Too many organisations take a reactive, rather than a proactive, stance toward incident response, says Simon Campbell-Young, MD of Credence Security.

“These days, it’s not a question of if a company will be breached, but when. Businesses tend to focus on threat mitigation and risk management, but incident response is often overlooked. A cyber security incident response plan (CSIRP) has to be in place to allow companies to recover should the worst case scenario happen.”

He says companies with a CSIRP are in the minority. In 2018, the third annual “Cyber Resilient Organization” study conducted by the Ponemon Institute found that fewer than one in four respondents had a formal CSIRP.

“That is a scary result. Without a CSIRP, a business risks not only losing the opportunity to minimise the damage in the case of a breach, but will likely not have plans in place about how to deal with the other factors that an incident results in, like loss of customer confidence,” Campbell-Young points out.

He adds that research has also found that most companies feel their CSIRP will not achieve the kind of response they would need to deal with an incident effectively. “A CSIRP should be a work in progress. It should evolve as the threats – and the business – change, and should provide clear guidelines for every person in the organisation.”

The plan should include updated contacts, along with detailed processes and procedures for both employees and third parties, Campbell-Young says. “While the security incident response team is responsible for making sure the plan is in place and is implemented should the need arise, breaches touch all areas of the business. It makes sense, then, to make sure the plan itself touches all areas of the business.”

This includes human resources, marketing and corporate communications, the risk and compliance team, the financial team, and law enforcement, he explains. “The plan should define roles and provide guidance based on incident severity and scale, as well as identifying how each department should deal with the incident. In a real-world event, the CSIRP should make it relatively easy for the organisation to get on top of the incident by ensuring that everyone knows what they need to do, and how to do it.”

This means that all of the appropriate people understand the broader perspective of business stakeholders, know how to use the third-party resources available to them, and clearly understand their roles and responsibilities. “A business should take every opportunity to engage stakeholders before you’re faced with real cyber threats. A good way to stay ahead of the bad actors is to conduct regular exercises that will put the CSIRP through its paces, allowing stakeholders to see how it works, which will also help highlight any gaps,” Campbell-Young says.

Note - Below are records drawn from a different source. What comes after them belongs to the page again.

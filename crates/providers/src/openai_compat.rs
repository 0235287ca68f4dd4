//! OpenAI-compatible provider implementation.
//!
//! Works with OpenAI, OpenRouter, Ollama, vLLM and any endpoint exposing
//! `/chat/completions` with function calling.

use async_trait::async_trait;
use serde::{Deserialize, Serialize};
use tracing::{debug, warn};
use twinsearch_core::error::ProviderError;
use twinsearch_core::message::{Message, MessageToolCall, Role};
use twinsearch_core::provider::{ProviderRequest, ProviderResponse, ToolDefinition, Usage};

/// An OpenAI-compatible LLM provider.
pub struct OpenAiCompatProvider {
    name: String,
    base_url: String,
    api_key: String,
    client: reqwest::Client,
}

impl OpenAiCompatProvider {
    /// Create a new OpenAI-compatible provider.
    pub fn new(
        name: impl Into<String>,
        base_url: impl Into<String>,
        api_key: impl Into<String>,
    ) -> Self {
        let client = reqwest::Client::builder()
            .timeout(std::time::Duration::from_secs(120))
            .build()
            .unwrap_or_else(|_| reqwest::Client::new());

        Self {
            name: name.into(),
            base_url: base_url.into().trim_end_matches('/').to_string(),
            api_key: api_key.into(),
            client,
        }
    }

    /// Convert our Message types to OpenAI API format.
    fn to_api_messages(messages: &[Message]) -> Vec<ApiMessage> {
        messages
            .iter()
            .map(|m| ApiMessage {
                role: match m.role {
                    Role::User => "user".into(),
                    Role::Assistant => "assistant".into(),
                    Role::System => "system".into(),
                    Role::Tool => "tool".into(),
                },
                content: Some(m.content.clone()),
                tool_calls: if m.tool_calls.is_empty() {
                    None
                } else {
                    Some(
                        m.tool_calls
                            .iter()
                            .map(|tc| ApiToolCall {
                                id: tc.id.clone(),
                                r#type: "function".into(),
                                function: ApiFunction {
                                    name: tc.name.clone(),
                                    arguments: tc.arguments.clone(),
                                },
                            })
                            .collect(),
                    )
                },
                tool_call_id: m.tool_call_id.clone(),
            })
            .collect()
    }

    /// Convert tool definitions to OpenAI API format.
    fn to_api_tools(tools: &[ToolDefinition]) -> Vec<ApiToolDefinition> {
        tools
            .iter()
            .map(|t| ApiToolDefinition {
                r#type: "function".into(),
                function: ApiToolFunction {
                    name: t.name.clone(),
                    description: t.description.clone(),
                    parameters: t.parameters.clone(),
                },
            })
            .collect()
    }
}

#[async_trait]
impl twinsearch_core::Provider for OpenAiCompatProvider {
    fn name(&self) -> &str {
        &self.name
    }

    async fn complete(
        &self,
        request: ProviderRequest,
    ) -> std::result::Result<ProviderResponse, ProviderError> {
        let url = format!("{}/chat/completions", self.base_url);

        let mut body = serde_json::json!({
            "model": request.model,
            "messages": Self::to_api_messages(&request.messages),
            "temperature": request.temperature,
            "stream": false,
        });

        if let Some(max_tokens) = request.max_tokens {
            body["max_tokens"] = serde_json::json!(max_tokens);
        }

        if !request.tools.is_empty() {
            body["tools"] = serde_json::json!(Self::to_api_tools(&request.tools));
        }

        debug!(provider = %self.name, model = %request.model, "Sending completion request");

        let response = self
            .client
            .post(&url)
            .header("Authorization", format!("Bearer {}", self.api_key))
            .header("Content-Type", "application/json")
            .json(&body)
            .send()
            .await
            .map_err(|e| {
                if e.is_timeout() {
                    ProviderError::Timeout(e.to_string())
                } else {
                    ProviderError::Network(e.to_string())
                }
            })?;

        let status = response.status().as_u16();

        if status == 429 {
            return Err(ProviderError::RateLimited {
                retry_after_secs: 5,
            });
        }

        if status == 401 || status == 403 {
            return Err(ProviderError::AuthenticationFailed(
                "Invalid API key or insufficient permissions".into(),
            ));
        }

        if status == 404 {
            return Err(ProviderError::ModelNotFound(request.model));
        }

        if status != 200 {
            let error_body = response.text().await.unwrap_or_default();
            warn!(status, body = %error_body, "Provider returned error");
            return Err(ProviderError::ApiError {
                status_code: status,
                message: error_body,
            });
        }

        let api_response: ApiResponse =
            response.json().await.map_err(|e| ProviderError::ApiError {
                status_code: 200,
                message: format!("Failed to parse response: {e}"),
            })?;

        let choice =
            api_response
                .choices
                .into_iter()
                .next()
                .ok_or_else(|| ProviderError::ApiError {
                    status_code: 200,
                    message: "No choices in response".into(),
                })?;

        let tool_calls: Vec<MessageToolCall> = choice
            .message
            .tool_calls
            .unwrap_or_default()
            .into_iter()
            .map(|tc| MessageToolCall {
                id: tc.id,
                name: tc.function.name,
                arguments: tc.function.arguments,
            })
            .collect();

        let message = Message {
            id: uuid::Uuid::new_v4().to_string(),
            role: Role::Assistant,
            content: choice.message.content.unwrap_or_default(),
            tool_calls,
            tool_call_id: None,
            timestamp: chrono::Utc::now(),
            metadata: serde_json::Map::new(),
        };

        let usage = api_response.usage.map(|u| Usage {
            prompt_tokens: u.prompt_tokens,
            completion_tokens: u.completion_tokens,
            total_tokens: u.total_tokens,
        });

        Ok(ProviderResponse {
            message,
            usage,
            model: api_response.model,
        })
    }
}

// --- OpenAI API types (internal) ---

#[derive(Debug, Serialize, Deserialize)]
struct ApiMessage {
    role: String,
    #[serde(default, skip_serializing_if = "Option::is_none")]
    content: Option<String>,
    #[serde(default, skip_serializing_if = "Option::is_none")]
    tool_calls: Option<Vec<ApiToolCall>>,
    #[serde(default, skip_serializing_if = "Option::is_none")]
    tool_call_id: Option<String>,
}

#[derive(Debug, Serialize, Deserialize)]
struct ApiToolCall {
    id: String,
    r#type: String,
    function: ApiFunction,
}

#[derive(Debug, Serialize, Deserialize)]
struct ApiFunction {
    name: String,
    arguments: String,
}

#[derive(Debug, Serialize, Deserialize)]
struct ApiToolDefinition {
    r#type: String,
    function: ApiToolFunction,
}

#[derive(Debug, Serialize, Deserialize)]
struct ApiToolFunction {
    name: String,
    description: String,
    parameters: serde_json::Value,
}

#[derive(Debug, Deserialize)]
struct ApiResponse {
    model: String,
    choices: Vec<ApiChoice>,
    usage: Option<ApiUsage>,
}

#[derive(Debug, Deserialize)]
struct ApiChoice {
    message: ApiMessage,
}

#[derive(Debug, Deserialize)]
struct ApiUsage {
    prompt_tokens: u32,
    completion_tokens: u32,
    total_tokens: u32,
}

“With the ever-increasing threats out there, not to mention a mountain of regulatory and compliance requirements, it’s far too easy to lose track. Companies that don’t have a CSIRP in place, or have only put an outline together as part of a tick-box exercise, will find that they are woefully unprepared should the worst happen. Everyone in the company should be aware of what’s included in the plan, who the appropriate contacts are, and what their roles and responsibilities are in case of a security event or security breach.”